_Exercise requirements:_
Give back only the lines from the one with "fn jwt_decode_surface() ->" through the last line of the data, exactly as they appear.

Data for processing: Begin

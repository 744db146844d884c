use std::io::Write;
use std::process::Command;

use anyhow::{Context, Result};

fn run_toolbelt(args: &[&str]) -> Result<String> {
    let out = Command::new(env!("CARGO_BIN_EXE_toolbelt"))
        .args(args)
        .output()
        .with_context(|| format!("run toolbelt {:?}", args))?;

    if !out.status.success() {
        anyhow::bail!(
            "toolbelt {:?} failed (status {:?})\nstdout:\n{}\nstderr:\n{}",
            args,
            out.status,
            String::from_utf8_lossy(&out.stdout),
            String::from_utf8_lossy(&out.stderr)
        );
    }

    Ok(String::from_utf8_lossy(&out.stdout).to_string())
}

fn run_toolbelt_err(args: &[&str]) -> Result<String> {
    let out = Command::new(env!("CARGO_BIN_EXE_toolbelt"))
        .args(args)
        .output()
        .with_context(|| format!("run toolbelt {:?}", args))?;

    if out.status.success() {
        anyhow::bail!("toolbelt {:?} unexpectedly succeeded", args);
    }
    Ok(String::from_utf8_lossy(&out.stderr).to_string())
}

#[test]
fn cli_help_surface_is_stable() -> Result<()> {
    let help = run_toolbelt(&["--help"])?;
    assert!(help.contains("Usage: toolbelt"));
    for command in [
        "diff", "curl", "http", "case", "time", "json", "password", "jwt", "gzip", "status",
    ] {
        assert!(help.contains(command), "missing {} in help", command);
    }

    let curl_help = run_toolbelt(&["curl", "--help"])?;
    assert!(curl_help.contains("parse"));
    assert!(curl_help.contains("format"));
    Ok(())
}

#[test]
fn diff_files_and_badges() -> Result<()> {
    let dir = tempfile::tempdir()?;
    let left = dir.path().join("left.txt");
    let right = dir.path().join("right.txt");
    std::fs::write(&left, "a\nb\nc")?;
    std::fs::write(&right, "a\nx\nc")?;

    let out = run_toolbelt(&[
        "diff",
        left.to_str().unwrap(),
        right.to_str().unwrap(),
    ])?;
    assert!(out.contains("2 ~ b | x"));
    assert!(out.contains("2 equal, 1 modified"));
    // Zero counts stay out of the badge line.
    assert!(!out.contains("0 added"));

    let json_out = run_toolbelt(&[
        "diff",
        left.to_str().unwrap(),
        right.to_str().unwrap(),
        "--json",
    ])?;
    let report: serde_json::Value = serde_json::from_str(&json_out)?;
    assert_eq!(report["summary"]["modified"], 1);
    assert_eq!(report["records"][1]["kind"], "modified");
    Ok(())
}

#[test]
fn curl_parse_and_format() -> Result<()> {
    let out = run_toolbelt(&[
        "curl",
        "parse",
        r#"curl -X POST https://x.test -H 'A: b' -d '{}'"#,
        "--json",
    ])?;
    let descriptor: serde_json::Value = serde_json::from_str(&out)?;
    assert_eq!(descriptor["url"], "https://x.test");
    assert_eq!(descriptor["method"], "POST");
    assert_eq!(descriptor["body"], "{}");

    let rendered = run_toolbelt(&[
        "curl", "format", "--url", "https://x.test", "-X", "put", "-H", "A: b", "-d", "{}",
    ])?;
    assert_eq!(
        rendered.trim_end(),
        "curl -X PUT \"https://x.test\" \\\n  -H \"A: b\" \\\n  -d '{}'"
    );

    let err = run_toolbelt_err(&["curl", "parse", "not a curl command"])?;
    assert!(err.contains("no URL"));
    Ok(())
}

#[test]
fn json_format_from_file_and_stdin_validation() -> Result<()> {
    let dir = tempfile::tempdir()?;
    let path = dir.path().join("data.json");
    std::fs::write(&path, r#"{"a":1}"#)?;

    let out = run_toolbelt(&["json", "format", path.to_str().unwrap()])?;
    assert_eq!(out, "{\n  \"a\": 1\n}\n");

    let mut child = Command::new(env!("CARGO_BIN_EXE_toolbelt"))
        .args(["json", "validate"])
        .stdin(std::process::Stdio::piped())
        .stdout(std::process::Stdio::piped())
        .stderr(std::process::Stdio::piped())
        .spawn()
        .context("spawn toolbelt json validate")?;
    child
        .stdin
        .as_mut()
        .context("stdin")?
        .write_all(b"{broken")?;
    let out = child.wait_with_output()?;
    assert!(!out.status.success());
    assert!(String::from_utf8_lossy(&out.stderr).contains("invalid JSON"));
    Ok(())
}

#[test]
fn gzip_round_trip_through_the_cli() -> Result<()> {
    let compressed = run_toolbelt(&["gzip", "compress", "hello toolbelt"])?;
    let encoded = compressed.lines().next().context("encoded line")?;

    let out = run_toolbelt(&["gzip", "decompress", encoded])?;
    assert_eq!(out.trim_end(), "hello toolbelt");
    Ok(())
}

#[test]
fn status_lookup_prints_reason() -> Result<()> {
    let out = run_toolbelt(&["status", "404"])?;
    assert!(out.contains("404 Not Found [client-error]"));

    let err = run_toolbelt_err(&["status", "999"])?;
    assert!(err.contains("no status codes match"));
    Ok(())
}

#[test]
fn time_and_case_and_password_surfaces() -> Result<()> {
    let out = run_toolbelt(&["time", "to-date", "0"])?;
    assert!(out.contains("1970-01-01T00:00:00Z"));

    let out = run_toolbelt(&["case", "hello world"])?;
    assert!(out.contains("helloWorld"));
    assert!(out.contains("HELLO_WORLD"));

    let out = run_toolbelt(&["password", "--length", "20", "--symbols"])?;
    let password = out.lines().next().context("password line")?;
    assert_eq!(password.chars().count(), 20);
    assert!(out.contains("strength:"));
    Ok(())
}

#[test]
fn jwt_decode_surface() -> Result<()> {
    let token = "eyJhbGciOiJIUzI1NiIsInR5cCI6IkpXVCJ9.\
        eyJzdWIiOiIxMjM0NTY3ODkwIiwibmFtZSI6IkpvaG4gRG9lIiwiaWF0IjoxNTE2MjM5MDIyfQ.\
        SflKxwRJSMeKKF2QT4fwpMeJf36POk6yJV_adQssw5c";
    let out = run_toolbelt(&["jwt", token, "--json"])?;
    let decoded: serde_json::Value = serde_json::from_str(&out)?;
    assert_eq!(decoded["header"]["alg"], "HS256");
    assert_eq!(decoded["payload"]["name"], "John Doe");
    Ok(())
}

Data for processing: End

_Reply to the exercise:_
fn jwt_decode_surface() -> Result<()> {
    let token = "eyJhbGciOiJIUzI1NiIsInR5cCI6IkpXVCJ9.\
        eyJzdWIiOiIxMjM0NTY3ODkwIiwibmFtZSI6IkpvaG4gRG9lIiwiaWF0IjoxNTE2MjM5MDIyfQ.\
        SflKxwRJSMeKKF2QT4fwpMeJf36POk6yJV_adQssw5c";
    let out = run_toolbelt(&["jwt", token, "--json"])?;
    let decoded: serde_json::Value = serde_json::from_str(&out)?;
    assert_eq!(decoded["header"]["alg"], "HS256");
    assert_eq!(decoded["payload"]["name"], "John Doe");
    Ok(())
}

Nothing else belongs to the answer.